DATA FOR PROCESSING ▸
+---+

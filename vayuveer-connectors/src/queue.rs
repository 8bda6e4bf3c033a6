//! Queued reporter: remote calls off the alarm loop
//!
//! ## Overview
//!
//! [`QueuedRemote::spawn`] moves a chat notifier and a store onto a
//! dedicated reporter thread and hands back two cheap handles,
//! [`QueuedChat`] and [`QueuedStore`], that implement the core capability
//! traits by enqueueing jobs. The alarm loop never waits on HTTP except for
//! the threshold read, which needs the answer.
//!
//! ## Ordering
//!
//! One bounded `tokio::sync::mpsc` channel, one consumer. Jobs run strictly
//! in submission order, so an edge report can never land after a later
//! heartbeat and overwrite it in the store.
//!
//! ## Backpressure
//!
//! | Job                         | Queue full                       |
//! |-----------------------------|----------------------------------|
//! | Chat message                | waits for space                  |
//! | Edge / `Starting` report    | waits for space                  |
//! | Heartbeat report            | dropped, `ConnectorError::QueueFull` |
//! | Threshold read              | waits for space and for the reply |
//!
//! A returned `Ok` means "accepted by the queue". Delivery failures on the
//! reporter thread are logged there.
//!
//! ## Shutdown
//!
//! The thread exits once every handle is dropped and the queue is drained.
//! [`ReporterThread::join`] waits for that; drop the handles first (for
//! example via `Reporter::into_parts`) or it waits forever.

use std::thread::{self, JoinHandle};

use tokio::sync::{mpsc, oneshot};
use vayuveer_core::{ChatNotifier, RemoteStore, Report, StatusLabel, ThresholdPayload};

use crate::{ConnectorError, Result};

type ThresholdReply = oneshot::Sender<Result<ThresholdPayload>>;

enum Job {
    Chat(String),
    Report(Report),
    FetchThreshold(ThresholdReply),
}

/// Entry point for building a queued chat/store pair
pub struct QueuedRemote;

impl QueuedRemote {
    /// Start the reporter thread
    ///
    /// `chat` and `store` move onto the thread; `capacity` is the queue
    /// depth and must be at least 1.
    pub fn spawn<C, R>(
        chat: C,
        store: R,
        capacity: usize,
    ) -> Result<(QueuedChat, QueuedStore, ReporterThread)>
    where
        C: ChatNotifier + Send + 'static,
        R: RemoteStore<Error = ConnectorError> + Send + 'static,
    {
        if capacity == 0 {
            return Err(ConnectorError::Config("queue capacity must be at least 1".into()));
        }

        let runtime = tokio::runtime::Builder::new_current_thread().build()?;
        let (tx, rx) = mpsc::channel(capacity);

        let handle = thread::Builder::new()
            .name("vayuveer-reporter".into())
            .spawn(move || runtime.block_on(drain(rx, chat, store)))?;

        Ok((
            QueuedChat { tx: tx.clone() },
            QueuedStore { tx },
            ReporterThread { handle },
        ))
    }
}

// The transports block; this thread has nothing else to do while they run.
async fn drain<C, R>(mut rx: mpsc::Receiver<Job>, mut chat: C, mut store: R)
where
    C: ChatNotifier,
    R: RemoteStore<Error = ConnectorError>,
{
    log::debug!("Reporter thread started");

    while let Some(job) = rx.recv().await {
        match job {
            Job::Chat(text) => {
                if let Err(e) = chat.send_message(&text) {
                    log::warn!("Queued chat notification failed: {:?}", e);
                }
            }
            Job::Report(report) => {
                if let Err(e) = store.put_state(&report) {
                    log::warn!("Queued state report {} failed: {}", report.status.as_str(), e);
                }
            }
            Job::FetchThreshold(reply) => {
                // The caller may have given up; nothing to do then.
                let _ = reply.send(store.fetch_threshold());
            }
        }
    }

    log::debug!("Reporter thread drained, exiting");
}

/// Handle to the reporter thread
pub struct ReporterThread {
    handle: JoinHandle<()>,
}

impl ReporterThread {
    /// Wait for the queue to drain and the thread to exit
    pub fn join(self) -> Result<()> {
        self.handle
            .join()
            .map_err(|_| ConnectorError::Transport("reporter thread panicked".into()))
    }

    pub fn is_finished(&self) -> bool {
        self.handle.is_finished()
    }
}

/// [`ChatNotifier`] that enqueues messages
#[derive(Clone)]
pub struct QueuedChat {
    tx: mpsc::Sender<Job>,
}

impl ChatNotifier for QueuedChat {
    type Error = ConnectorError;

    fn send_message(&mut self, text: &str) -> Result<()> {
        self.tx
            .blocking_send(Job::Chat(text.to_owned()))
            .map_err(|_| ConnectorError::QueueClosed)
    }
}

/// [`RemoteStore`] that enqueues writes and waits for reads
#[derive(Clone)]
pub struct QueuedStore {
    tx: mpsc::Sender<Job>,
}

fn must_deliver(status: StatusLabel) -> bool {
    status.is_edge() || status == StatusLabel::Starting
}

impl RemoteStore for QueuedStore {
    type Error = ConnectorError;

    fn put_state(&mut self, report: &Report) -> Result<()> {
        let job = Job::Report(*report);

        if must_deliver(report.status) {
            return self
                .tx
                .blocking_send(job)
                .map_err(|_| ConnectorError::QueueClosed);
        }

        self.tx.try_send(job).map_err(|e| match e {
            mpsc::error::TrySendError::Full(_) => ConnectorError::QueueFull,
            mpsc::error::TrySendError::Closed(_) => ConnectorError::QueueClosed,
        })
    }

    fn fetch_threshold(&mut self) -> Result<ThresholdPayload> {
        let (reply, answer) = oneshot::channel();
        self.tx
            .blocking_send(Job::FetchThreshold(reply))
            .map_err(|_| ConnectorError::QueueClosed)?;

        answer
            .blocking_recv()
            .map_err(|_| ConnectorError::QueueClosed)?
    }
}
//! Error Types for the Gas-Leak Monitor
//!
//! ## Design Philosophy
//!
//! Very little in this crate is allowed to fail loudly. The alarm loop must
//! keep sampling through network outages and remote-service errors, so most
//! failures are absorbed where they happen and only logged:
//!
//! - A remote read that fails keeps the previous threshold
//! - A remote write that fails is dropped
//! - An offline link turns every reporter call into a no-op
//!
//! The errors that do exist are small and `Copy`, with `&'static str` reasons
//! only, so they can be returned from the sampling path without allocation.
//!
//! ## Error Categories
//!
//! ### Startup
//! - `CalibrationImplausible`: the clean-air baseline looks like a stuck sensor
//! - `InvalidConfig`: a tunable would break an invariant (zero offset, etc.)
//!
//! ### Runtime
//! - `SensorUnavailable`: the ADC did not produce a reading this tick
//!
//! ### Remote
//! - [`FetchError`]: threshold read skipped because the link is down, or
//!   the remote store returned an error of its own type

use core::fmt;

use thiserror_no_std::Error;

/// Result type for monitor operations
pub type MonitorResult<T> = Result<T, GasMonitorError>;

/// Monitor errors - kept small for embedded use
#[derive(Error, Debug, Clone, Copy, PartialEq, Eq)]
pub enum GasMonitorError {
    /// The sensor could not be read
    #[error("Sensor unavailable: {reason}")]
    SensorUnavailable {
        /// What went wrong
        reason: &'static str,
    },

    /// Calibration finished but the baseline is outside the plausible window
    #[error("Baseline {baseline} outside plausible range [{floor}, {ceiling}]")]
    CalibrationImplausible {
        /// Averaged clean-air reading
        baseline: u16,
        /// Lowest baseline a working sensor produces
        floor: u16,
        /// Highest baseline a working sensor produces
        ceiling: u16,
    },

    /// Configuration rejected by [`crate::MonitorConfig::validate`]
    #[error("Invalid configuration: {reason}")]
    InvalidConfig {
        /// The offending field
        reason: &'static str,
    },
}

#[cfg(feature = "defmt")]
impl defmt::Format for GasMonitorError {
    fn format(&self, fmt: defmt::Formatter) {
        match self {
            Self::SensorUnavailable { reason } =>
                defmt::write!(fmt, "Sensor unavailable: {}", reason),
            Self::CalibrationImplausible { baseline, floor, ceiling } =>
                defmt::write!(fmt, "Baseline {} outside [{}, {}]", baseline, floor, ceiling),
            Self::InvalidConfig { reason } =>
                defmt::write!(fmt, "Invalid configuration: {}", reason),
        }
    }
}

/// Why a threshold fetch produced no payload
#[derive(Debug, Clone, PartialEq, Eq)]
pub enum FetchError<E> {
    /// Connectivity collaborator reported the link as down; nothing was sent
    Offline,
    /// The remote store answered with an error
    Remote(E),
}

impl<E: fmt::Debug> fmt::Display for FetchError<E> {
    fn fmt(&self, f: &mut fmt::Formatter<'_>) -> fmt::Result {
        match self {
            FetchError::Offline => write!(f, "link offline"),
            FetchError::Remote(e) => write!(f, "remote store error: {:?}", e),
        }
    }
}

#[cfg(test)]
mod tests {
    use super::*;

    #[test]
    fn error_stays_small() {
        assert!(core::mem::size_of::<GasMonitorError>() <= 24);
    }

    #[test]
    fn messages_carry_values() {
        let err = GasMonitorError::CalibrationImplausible {
            baseline: 0,
            floor: 1,
            ceiling: 4094,
        };
        assert_eq!(err.to_string(), "Baseline 0 outside plausible range [1, 4094]");

        let fetch: FetchError<u16> = FetchError::Remote(503);
        assert_eq!(fetch.to_string(), "remote store error: 503");
    }
}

+---+

WHAT NEEDS TO BE DONE ▸ Please give back exactly the lines of this listing beginning at the line with "to do then." and ending with the line with "thread to exit", both included, and nothing else.

REPLY ▸
                // The caller may have given up; nothing to do then.
                let _ = reply.send(store.fetch_threshold());
            }
        }
    }

    log::debug!("Reporter thread drained, exiting");
}

/// Handle to the reporter thread
pub struct ReporterThread {
    handle: JoinHandle<()>,
}

impl ReporterThread {
    /// Wait for the queue to drain and the thread to exit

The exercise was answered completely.